Dienstag, 10. März 2020

Menschliches Glauben: Recht und Ordnung (S. 73)


September 1997

Die Zeit ist nicht so lang her, da galten die Worte "Recht und Ordnung" als politisch rechtslastig; wer die entsprechenden Inhalte einforderte, war ein unbelehrbar Gestriger. Heute sollten wir es besser wissen: Die Demokratie nimmt auf allen Ebenen Schaden, weil sie offensichtlich "Recht und Ordnung" so weit verkommen lässt, dass die freiheitlichen Fundamente bürgerlichen Zusammenlebens untergraben werden.

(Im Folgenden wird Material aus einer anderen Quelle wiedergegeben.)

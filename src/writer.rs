/*!
 * Open-files output writer
 *
 * Builds the text copied for a set of open files: the file tree, the file
 * contents, or both, depending on the persisted [`Settings`].
 */

use std::collections::{HashMap, HashSet};
use std::path::{Path, PathBuf};

use tracing::warn;

use crate::config::Settings;
use crate::fs::DirectoryReader;
use crate::report::FileReportInfo;
use crate::tree::open_files_tree;
use crate::types::{to_slash, WorkspaceRoot};

/// Text produced for the clipboard plus statistics about it
#[derive(Debug, Clone, Default)]
pub struct CopyOutput {
    /// Final text, trailing whitespace trimmed; empty when nothing was selected
    pub text: String,
    /// Number of unique files considered
    pub files: usize,
    /// Lines of file content copied
    pub total_lines: usize,
    /// Characters of file content copied
    pub total_chars: usize,
    /// Files whose content could not be read
    pub skipped: Vec<PathBuf>,
    /// Per-file details, keyed by display path
    pub file_details: HashMap<String, FileReportInfo>,
}

impl CopyOutput {
    /// Whether there is anything worth copying
    pub fn is_empty(&self) -> bool {
        self.text.trim().is_empty()
    }
}

/// Writer for the open-files copy
pub struct OpenFilesWriter<'a, R: DirectoryReader + ?Sized> {
    reader: &'a R,
    settings: Settings,
    workspace: Option<&'a WorkspaceRoot>,
}

impl<'a, R: DirectoryReader + ?Sized> OpenFilesWriter<'a, R> {
    /// Create a new writer
    pub fn new(reader: &'a R, settings: Settings, workspace: Option<&'a WorkspaceRoot>) -> Self {
        Self {
            reader,
            settings,
            workspace,
        }
    }

    /// Compose the clipboard text for `files`
    pub fn compose<P: AsRef<Path>>(&self, files: &[P]) -> CopyOutput {
        let files = unique_paths(files);
        let mut output = CopyOutput {
            files: files.len(),
            ..Default::default()
        };

        let mut text = String::new();
        if self.settings.copy_structure {
            let structure = open_files_tree(&files, self.workspace);
            if !structure.is_empty() {
                text.push_str(&structure);
                if self.settings.copy_content {
                    // Exactly one blank line between the tree and the contents
                    if !text.ends_with('\n') {
                        text.push('\n');
                    }
                    if !text.ends_with("\n\n") {
                        text.push('\n');
                    }
                }
            }
        }

        if self.settings.copy_content {
            for file in &files {
                self.write_file(file, &mut text, &mut output);
            }
        }

        output.text = text.trim_end().to_string();
        output
    }

    /// Append one `--- <path>` section
    fn write_file(&self, file: &Path, text: &mut String, output: &mut CopyOutput) {
        let content = match self.reader.read_to_string(file) {
            Ok(content) => content,
            Err(e) => {
                warn!("Error reading {}: {}", file.display(), e);
                output.skipped.push(file.to_path_buf());
                return;
            }
        };

        let display_path = self.display_path(file);
        let info = FileReportInfo {
            lines: content.lines().count(),
            chars: content.chars().count(),
        };
        output.total_lines += info.lines;
        output.total_chars += info.chars;

        text.push_str(&format!("--- {}\n{}\n\n", display_path, content));
        output.file_details.insert(display_path, info);
    }

    /// Workspace-relative path when possible, otherwise the full path
    fn display_path(&self, file: &Path) -> String {
        self.workspace
            .and_then(|ws| ws.relativize(file))
            .unwrap_or_else(|| to_slash(file))
    }
}

/// Drop repeated paths, keeping first-seen order
pub fn unique_paths<P: AsRef<Path>>(paths: &[P]) -> Vec<PathBuf> {
    let mut seen = HashSet::new();
    paths
        .iter()
        .map(|p| p.as_ref().to_path_buf())
        .filter(|p| seen.insert(p.to_string_lossy().to_string()))
        .collect()
}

Woran liegt das?
     Man könnte tiefenpsychologische Seminare veranstalten, endlos debattieren, nichts beschließen und von den „Nichtbeschlüssen“ auch nicht einen zur Durchsetzung bringen. Damit hätte man wenigstens das Problem umschrieben, keineswegs aber erfasst.
     Dabei ist Demokratie manchmal weit einfacher als uns Berufsdemokraten verkünden. Man wende die bestehenden Gesetze konsequent an und verfalle nicht in den Fehler anzunehmen, Konsequenz sei Intoleranz. Könnte sich eine demokratische Staatsordnung mit eben jener Konsequenz in allen Belangen zum „Nichttötungsgrundsatz“ aufschwingen, wäre dies vielleicht sogar ein Signal für manchen Ganoven.

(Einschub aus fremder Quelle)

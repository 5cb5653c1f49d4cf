/*!
 * Directory structure walker
 *
 * Recursively lists a folder through a [`DirectoryReader`], layering nested
 * `.gitignore` files on top of the inherited rules, and renders the result
 * with the same connectors as [`crate::tree`].
 */

use std::path::Path;

use tracing::{debug, error, warn};

use crate::fs::DirectoryReader;
use crate::ignore_rules::{find_ignore_file, load_ignore_rules, IgnoreRuleSet, IGNORE_FILE_NAME};
use crate::tree::{child_prefix, compare_entries, entry_line, LAST_BRANCH};
use crate::types::{base_name, to_slash, DirEntryInfo};

/// Marker emitted in place of a subtree whose directory could not be listed
pub const READ_ERROR_MARKER: &str = "ERROR reading directory";

/// Walks one root directory
pub struct DirectoryWalker<'a, R: DirectoryReader + ?Sized> {
    reader: &'a R,
    root: &'a Path,
}

impl<'a, R: DirectoryReader + ?Sized> DirectoryWalker<'a, R> {
    /// Create a walker for `root`
    pub fn new(reader: &'a R, root: &'a Path) -> Self {
        Self { reader, root }
    }

    /// Render the full structure: `<rootName>/` followed by the tree, with
    /// trailing whitespace trimmed. Rules start from the nearest ignore file
    /// at or above the root.
    pub fn structure(&self) -> String {
        let ignore_file = find_ignore_file(self.reader, self.root);
        let rules = load_ignore_rules(self.reader, ignore_file.as_deref());

        let mut output = format!("{}/\n", base_name(self.root));
        output.push_str(&self.walk(self.root, &rules, ""));
        output.trim_end().to_string()
    }

    /// Render the entries of `current` (and below) with the given prefix
    pub fn walk(&self, current: &Path, inherited: &IgnoreRuleSet, prefix: &str) -> String {
        let rules = self.effective_rules(current, inherited);

        let entries = match self.reader.list_entries(current) {
            Ok(entries) => entries,
            Err(e) => {
                error!("Error reading directory {}: {}", current.display(), e);
                return format!("{}{}{}\n", prefix, LAST_BRANCH, READ_ERROR_MARKER);
            }
        };

        let entries = self.filter_and_sort(current, entries, &rules);

        let mut structure = String::new();
        let count = entries.len();
        for (i, entry) in entries.iter().enumerate() {
            let is_last = i + 1 == count;
            let is_dir = entry.kind.is_dir();
            structure.push_str(&entry_line(prefix, is_last, &entry.name, is_dir));

            if is_dir {
                let sub_dir = current.join(&entry.name);
                structure.push_str(&self.walk(&sub_dir, &rules, &child_prefix(prefix, is_last)));
            }
        }
        structure
    }

    /// Merge a local ignore file, if `current` has one, into the inherited rules
    fn effective_rules(&self, current: &Path, inherited: &IgnoreRuleSet) -> IgnoreRuleSet {
        let local_file = current.join(IGNORE_FILE_NAME);
        if !self.reader.exists(&local_file) {
            return inherited.clone();
        }

        match self.reader.read_to_string(&local_file) {
            Ok(content) => {
                debug!("Layering ignore rules from {}", local_file.display());
                let base = current.strip_prefix(self.root).unwrap_or(Path::new(""));
                IgnoreRuleSet::merge(inherited, &IgnoreRuleSet::local(base, &content))
            }
            Err(e) => {
                warn!("Error reading ignore file {}: {}", local_file.display(), e);
                inherited.clone()
            }
        }
    }

    fn filter_and_sort(
        &self,
        current: &Path,
        entries: Vec<DirEntryInfo>,
        rules: &IgnoreRuleSet,
    ) -> Vec<DirEntryInfo> {
        let mut kept: Vec<DirEntryInfo> = entries
            .into_iter()
            .filter(|entry| {
                let rel = self.relative_path(&current.join(&entry.name));
                let ignored = rules.matches(&rel, entry.kind.is_dir());
                if ignored {
                    debug!("Ignoring {}", rel);
                }
                !ignored
            })
            .collect();

        kept.sort_by(|a, b| compare_entries(&a.name, a.kind.is_dir(), &b.name, b.kind.is_dir()));
        kept
    }

    fn relative_path(&self, path: &Path) -> String {
        let rel = path.strip_prefix(self.root).unwrap_or(path);
        to_slash(rel)
    }
}

/// Render the directory structure of `root`
pub fn directory_structure<R: DirectoryReader + ?Sized>(reader: &R, root: &Path) -> String {
    DirectoryWalker::new(reader, root).structure()
}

     Nein, Demokratie ist nicht nur eine Regierungsform, sie ist das Selbstverständnis des menschlichen Miteinanderumgehens. All den Vertretern der Todesstrafe halte ich entgegen, dass Menschenwürde nicht teilbar sein kann. Auch der Schwerstkriminelle ist ein Mensch; er muss konsequent bestraft, darf nicht vorzeitig entlassen werden. Er sollte für seinen Aufenthalt im Vollzug hart arbeiten müssen.

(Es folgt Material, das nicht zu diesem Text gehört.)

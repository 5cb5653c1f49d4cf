/*!
 * ASCII tree rendering
 *
 * Shared by the directory walker and the open-files listing: one line per
 * entry, `├── ` / `└── ` connectors, and a 4-column continuation indent.
 */

use std::cmp::Ordering;
use std::path::Path;

use crate::types::{base_name, to_slash, PathNode, PathTree, WorkspaceRoot};

/// Connector for every entry but the last one at a level
pub const BRANCH: &str = "├── ";
/// Connector for the last entry at a level
pub const LAST_BRANCH: &str = "└── ";
/// Indent under a non-last entry
pub const PIPE_INDENT: &str = "│   ";
/// Indent under the last entry
pub const SPACE_INDENT: &str = "    ";

/// Directories first, then case-sensitive ascending by name
pub fn compare_entries(a_name: &str, a_is_dir: bool, b_name: &str, b_is_dir: bool) -> Ordering {
    b_is_dir.cmp(&a_is_dir).then_with(|| a_name.cmp(b_name))
}

/// One rendered line, including its trailing newline
pub fn entry_line(prefix: &str, is_last: bool, name: &str, is_dir: bool) -> String {
    format!(
        "{}{}{}{}\n",
        prefix,
        if is_last { LAST_BRANCH } else { BRANCH },
        name,
        if is_dir { "/" } else { "" }
    )
}

/// Prefix for the children of an entry
pub fn child_prefix(prefix: &str, is_last: bool) -> String {
    format!("{}{}", prefix, if is_last { SPACE_INDENT } else { PIPE_INDENT })
}

/// Build a tree from a list of path strings
pub fn build_tree<S: AsRef<str>>(paths: &[S]) -> PathTree {
    let mut tree = PathTree::new();
    for path in paths {
        tree.insert(path.as_ref());
    }
    tree
}

/// Render an in-memory tree below `prefix`
pub fn render(tree: &PathTree, prefix: &str) -> String {
    let mut entries: Vec<(&str, &PathNode)> = tree.iter().collect();
    entries.sort_by(|(a, a_node), (b, b_node)| {
        compare_entries(a, a_node.is_dir(), b, b_node.is_dir())
    });

    let mut out = String::new();
    let count = entries.len();
    for (i, (name, node)) in entries.into_iter().enumerate() {
        let is_last = i + 1 == count;
        out.push_str(&entry_line(prefix, is_last, name, node.is_dir()));
        if let PathNode::Directory(children) = node {
            out.push_str(&render(children, &child_prefix(prefix, is_last)));
        }
    }
    out
}

/// Open paths split by whether they live under the workspace
#[derive(Debug, Clone, Default, PartialEq, Eq)]
pub struct CategorizedPaths {
    /// Workspace-relative paths, forward slashes
    pub workspace: Vec<String>,
    /// Everything else, as given (forward slashes)
    pub outside: Vec<String>,
}

/// Split paths into workspace-relative and outside-workspace lists
pub fn categorize<P: AsRef<Path>>(
    paths: &[P],
    workspace: Option<&WorkspaceRoot>,
) -> CategorizedPaths {
    let mut categorized = CategorizedPaths::default();
    for path in paths {
        let path = path.as_ref();
        match workspace.and_then(|ws| ws.relativize(path)) {
            Some(rel) => categorized.workspace.push(rel),
            None => categorized.outside.push(to_slash(path)),
        }
    }
    categorized
}

/// Render the tree of a set of open files.
///
/// Workspace files appear under the workspace's base name; other files are
/// rendered as a second tree without a root label, directly after the first.
pub fn open_files_tree<P: AsRef<Path>>(paths: &[P], workspace: Option<&WorkspaceRoot>) -> String {
    let categorized = categorize(paths, workspace);
    let mut out = String::new();

    if let Some(ws) = workspace {
        if !categorized.workspace.is_empty() {
            out.push_str(&format!("{}/\n", base_name(&ws.path)));
            out.push_str(&render(&build_tree(&categorized.workspace), ""));
        }
    }

    if !categorized.outside.is_empty() {
        if !out.is_empty() && !out.ends_with('\n') {
            out.push('\n');
        }
        out.push_str(&render(&build_tree(&categorized.outside), ""));
    }

    out
}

     Viel wichtiger aber: Die Gesellschaft muss hart arbeiten an ihrem Selbstverständnis. Eine Millionen von Menschen umfassende Fernsehgemeinde, die regelmäßig ihren Sonntagskrimi mit Mord und Niedertracht braucht, ist selbst nicht ganz bei Troste, so wie die Verantwortlichen für den stilisierten Nervenkitzel: Aufsichtsräte in den Mediengremien, Teilhaber der privaten Medienkonzerne, fast alle mit Partei- und Gesangbuch. Diese Demokratie geht nicht an rechten Wählern - wie jetzt angeblich (beinahe) in Hamburg zugrunde, sie scheitert an ihren Pharisäern, die sich auch im Parlament mästen.